London designer, Louisa Grey, has curated a series of meditative spaces inside Danish lifestyle brand, Frama’s Copenhagen store inspired by the body’s five senses. Using a mix of the brand’s furnishings, scents, and artistic objects Grey has built a multi-levelled sensory experience for Frama’s customers. Each room, dedicated to one of the five senses, has been carefully designed to complement the sense in its colouring and material choice. The concept behind the store is to integrate slow living into our lives and sometimes make things inconvenient and a little bit difficult, rather than everything being so efficient to allow consumers to take time with the ordinary, in their busy lives.

Conscious Design

Global climate action is stepping up a gear as the crisis magnifies. While there is increasing scrutiny into products and production, the physical retail space is becoming more and more accountable. Retail spaces can be very material hungry, and consumers are becoming increasingly aware of their impact. As we move towards 2030 we will have to be a lot cleverer in how we reduce waste and create more sustainable stores. It is crucial that brands make a step towards more conscious design in order to achieve positive change and ultimately a greener future. The big question is, how can brands design a store that’s not only good for the planet but one that also offers an immersive experience for consumers…
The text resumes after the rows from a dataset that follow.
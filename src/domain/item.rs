use serde::{Deserialize, Deserializer};

/// One discovered listing, as returned by the Topn DB API.
///
/// The upstream API is loose about its records: fields may be absent, null,
/// or carry numbers where the bot expects text. All of that is normalized
/// here, at the port boundary, so the formatter and delivery code can read
/// plain accessors and never branch on representation.
#[derive(Debug, Clone, Default, Deserialize)]
pub struct Item {
    #[serde(default, deserialize_with = "stringish")]
    pub title: Option<String>,
    #[serde(default, deserialize_with = "stringish")]
    pub price: Option<String>,
    #[serde(default, deserialize_with = "stringish")]
    pub location: Option<String>,
    #[serde(default, deserialize_with = "stringish")]
    pub description: Option<String>,
    #[serde(default, deserialize_with = "stringish")]
    pub created_at: Option<String>,
    #[serde(default, deserialize_with = "stringish")]
    pub item_url: Option<String>,
    #[serde(default, deserialize_with = "stringish")]
    pub image_url: Option<String>,
    #[serde(default, deserialize_with = "stringish")]
    pub source: Option<String>,
}

impl Item {
    pub fn title(&self) -> &str {
        self.title.as_deref().unwrap_or("No title")
    }

    pub fn price(&self) -> &str {
        self.price.as_deref().unwrap_or("N/A")
    }

    pub fn location(&self) -> &str {
        self.location.as_deref().unwrap_or("N/A")
    }

    pub fn description(&self) -> &str {
        self.description.as_deref().unwrap_or("")
    }

    pub fn created_at(&self) -> &str {
        self.created_at.as_deref().unwrap_or("N/A")
    }

    pub fn item_url(&self) -> &str {
        self.item_url.as_deref().unwrap_or("#")
    }

    pub fn image_url(&self) -> Option<&str> {
        self.image_url.as_deref().filter(|url| !url.is_empty())
    }

    pub fn source(&self) -> &str {
        self.source.as_deref().unwrap_or("Unknown source")
    }
}

/// Accepts a string, number, or boolean and yields it as text; null and
/// missing values become `None`.
pub(crate) fn stringish<'de, D>(deserializer: D) -> Result<Option<String>, D::Error>
where
    D: Deserializer<'de>,
{
    let value = Option::<serde_json::Value>::deserialize(deserializer)?;
    Ok(match value {
        None | Some(serde_json::Value::Null) => None,
        Some(serde_json::Value::String(s)) => Some(s),
        Some(serde_json::Value::Number(n)) => Some(n.to_string()),
        Some(serde_json::Value::Bool(b)) => Some(b.to_string()),
        Some(other) => Some(other.to_string()),
    })
}

#[cfg(test)]
mod tests {
    use super::*;

    #[test]
    fn missing_fields_fall_back_to_placeholders() {
        let item: Item = serde_json::from_str("{}").expect("empty record");
        assert_eq!(item.title(), "No title");
        assert_eq!(item.price(), "N/A");
        assert_eq!(item.location(), "N/A");
        assert_eq!(item.item_url(), "#");
        assert_eq!(item.source(), "Unknown source");
        assert!(item.image_url().is_none());
    }

    #[test]
    fn numeric_price_is_normalized_to_text() {
        let item: Item =
            serde_json::from_str(r#"{"title": "Flat", "price": 2000}"#).expect("record");
        assert_eq!(item.price(), "2000");
    }

    #[test]
    fn empty_image_url_counts_as_absent() {
        let item: Item = serde_json::from_str(r#"{"image_url": ""}"#).expect("record");
        assert!(item.image_url().is_none());
    }
}
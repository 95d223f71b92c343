mod client;

pub use client::TopnDbClient;

use anyhow::Result;
use async_trait::async_trait;
use chrono::Utc;
use chrono_tz::Tz;

use crate::domain::{Item, MonitoringTask};

/// Port consumed by the background worker. Everything the reconciliation
/// loop needs from the task/item store goes through here, which keeps the
/// loop testable against an in-memory double.
#[async_trait]
pub trait MonitoringPort: Send + Sync {
    /// Tasks due for a check.
    async fn pending_tasks(&self) -> Result<Vec<MonitoringTask>>;
    /// New items for a task, newest first.
    async fn items_to_send(&self, task: &MonitoringTask) -> Result<Vec<Item>>;
    /// Marks delivery bookkeeping for every task owned by the chat.
    async fn update_last_got_item(&self, chat_id: &str) -> Result<()>;
    /// Marks that a check happened, whether or not anything was sent.
    async fn update_last_updated(&self, task: &MonitoringTask) -> Result<()>;
}

pub struct MonitoringRepository {
    client: TopnDbClient,
    timezone: Tz,
}

impl MonitoringRepository {
    pub fn new(client: TopnDbClient, timezone: &str) -> Self {
        let timezone: Tz = timezone.parse().unwrap_or(chrono_tz::Europe::Warsaw);
        Self { client, timezone }
    }

    fn tasks_from(value: serde_json::Value) -> Vec<MonitoringTask> {
        value
            .get("tasks")
            .and_then(|tasks| tasks.as_array())
            .map(|tasks| {
                tasks
                    .iter()
                    .filter_map(|task| serde_json::from_value(task.clone()).ok())
                    .collect()
            })
            .unwrap_or_default()
    }
}

#[async_trait]
impl MonitoringPort for MonitoringRepository {
    async fn pending_tasks(&self) -> Result<Vec<MonitoringTask>> {
        let response = self.client.get_pending_tasks().await?;
        Ok(Self::tasks_from(response))
    }

    async fn items_to_send(&self, task: &MonitoringTask) -> Result<Vec<Item>> {
        let response = self.client.get_items_to_send_for_task(task.id).await?;
        let items = response
            .get("items")
            .and_then(|items| items.as_array())
            .map(|items| {
                items
                    .iter()
                    .filter_map(|item| serde_json::from_value(item.clone()).ok())
                    .collect()
            })
            .unwrap_or_default();
        Ok(items)
    }

    async fn update_last_got_item(&self, chat_id: &str) -> Result<()> {
        // The API keys this update by task, so resolve the chat's tasks first.
        let response = self.client.get_tasks_by_chat_id(chat_id).await?;
        for task in Self::tasks_from(response) {
            self.client.update_last_got_item_timestamp(task.id).await?;
        }
        Ok(())
    }

    async fn update_last_updated(&self, task: &MonitoringTask) -> Result<()> {
        let now = Utc::now().with_timezone(&self.timezone);
        let body = serde_json::json!({ "last_updated": now.to_rfc3339() });
        self.client.update_task(task.id, &body).await?;
        Ok(())
    }
}

#[cfg(test)]
mod tests {
    use super::*;

    #[test]
    fn tasks_from_skips_malformed_records() {
        let value = serde_json::json!({
            "tasks": [
                {"id": 1, "chat_id": "10", "name": "a", "url": "http://x"},
                "garbage",
                {"id": 2, "chat_id": 20, "name": "b", "url": "http://y"},
            ]
        });
        let tasks = MonitoringRepository::tasks_from(value);
        assert_eq!(tasks.len(), 2);
        assert_eq!(tasks[1].chat_id, "20");
    }
}
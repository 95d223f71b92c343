use std::env;

use super::env::{
    AppConfig, ConfigError, LoggingConfig, RedisConfig, RetentionConfig, TopnDbConfig,
};

pub fn load_config() -> Result<AppConfig, ConfigError> {
    AppConfig::from_env()
}

impl AppConfig {
    fn from_env() -> Result<Self, ConfigError> {
        let telegram_bot_token =
            env::var("TELEGRAM_BOT_TOKEN").map_err(|_| ConfigError::Missing("TELEGRAM_BOT_TOKEN"))?;

        let admin_ids = env::var("ADMIN_IDS")
            .ok()
            .map(|value| {
                value
                    .split(',')
                    .filter_map(|part| part.trim().parse::<i64>().ok())
                    .collect::<Vec<_>>()
            })
            .unwrap_or_default();

        let check_frequency_seconds = parse_u64("CHECK_FREQUENCY_SECONDS").unwrap_or(10);

        let topn_db = TopnDbConfig {
            base_url: env::var("TOPN_DB_BASE_URL")
                .map_err(|_| ConfigError::Missing("TOPN_DB_BASE_URL"))?,
        };

        let redis = RedisConfig {
            url: env::var("REDIS_URL").unwrap_or_else(|_| "redis://127.0.0.1:6379".to_string()),
        };

        let retention = RetentionConfig {
            remove_old_items_days: parse_u64("DB_REMOVE_OLD_ITEMS_DATA_N_DAYS").unwrap_or(7),
        };

        let logging = LoggingConfig {
            level: env::var("LOG_LEVEL").unwrap_or_else(|_| "info".to_string()),
            logs_dir: env::var("LOGS_DIR").unwrap_or_else(|_| "logs".to_string()),
        };

        let timezone = env::var("BOT_TIMEZONE").unwrap_or_else(|_| "Europe/Warsaw".to_string());

        Ok(Self {
            telegram_bot_token,
            admin_ids,
            check_frequency_seconds,
            topn_db,
            redis,
            retention,
            logging,
            timezone,
        })
    }
}

fn parse_u64(key: &str) -> Option<u64> {
    env::var(key).ok().and_then(|value| value.parse::<u64>().ok())
}
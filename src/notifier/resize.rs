use std::io::Cursor;

use image::{codecs::jpeg::JpegEncoder, imageops::FilterType, DynamicImage, GenericImageView};

/// Telegram rejects photos whose dimensions exceed these bounds.
const MAX_DIMENSION: u32 = 10_000;
const MAX_DIMENSION_SUM: u32 = 10_000;
/// Resize target leaves margin below the hard limit.
const TARGET_SUM: u32 = 9_500;
const JPEG_QUALITY: u8 = 85;

/// Shrinks an image to fit Telegram's geometry limits.
///
/// Images already within the limits are returned byte-for-byte unchanged, so
/// no quality is lost on the common path. Oversized images are scaled down
/// preserving aspect ratio so that width + height lands near `TARGET_SUM`,
/// converted to RGB and re-encoded as quality-85 JPEG. Returns `None` when
/// the bytes do not decode as an image; callers treat that as "no image".
pub fn resize_if_needed(data: &[u8]) -> Option<Vec<u8>> {
    let img = match image::load_from_memory(data) {
        Ok(img) => img,
        Err(err) => {
            tracing::warn!(target: "notifier", error = %err, "failed to decode image");
            return None;
        }
    };

    let (width, height) = img.dimensions();
    if width + height <= MAX_DIMENSION_SUM && width <= MAX_DIMENSION && height <= MAX_DIMENSION {
        return Some(data.to_vec());
    }

    let (new_width, new_height) = target_dimensions(width, height);
    tracing::info!(
        target: "notifier",
        from = %format!("{width}x{height}"),
        to = %format!("{new_width}x{new_height}"),
        "resizing image to meet Telegram limits"
    );

    let resized = img.resize_exact(new_width, new_height, FilterType::Lanczos3);
    let rgb = DynamicImage::ImageRgb8(resized.to_rgb8());

    let mut out = Cursor::new(Vec::new());
    let encoder = JpegEncoder::new_with_quality(&mut out, JPEG_QUALITY);
    match rgb.write_with_encoder(encoder) {
        Ok(()) => Some(out.into_inner()),
        Err(err) => {
            tracing::warn!(target: "notifier", error = %err, "failed to re-encode image");
            None
        }
    }
}

/// Solves new_height = floor(target / (ratio + 1)), new_width rounded from
/// the ratio. Extreme aspect ratios can round a dimension to zero or past
/// the hard limit, so both are clamped afterwards.
fn target_dimensions(width: u32, height: u32) -> (u32, u32) {
    let ratio = width as f64 / height as f64;
    let new_height = (TARGET_SUM as f64 / (ratio + 1.0)).floor().max(1.0) as u32;
    let new_width = ((new_height as f64 * ratio).round().max(1.0) as u32).min(MAX_DIMENSION - 1);
    (new_width, new_height.min(MAX_DIMENSION - 1))
}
Eyewear brand, Ace & Tate, have demonstrated how in their recycled Antwerp store. The entire store is clad with terrazzo made with colourful chips of recycled plastic which is sourced by locally Dutch start-up Plasticiet as part of their push to become more sustainable. The brand pledge to become carbon neutral by 2030 and from the end of 2020 all of their glasses are made from 100% bio acetate. The terrazzo is punctuated with white display boxes for the glasses, and neon lighting, contemporary furniture, creating an attractive and impactful store.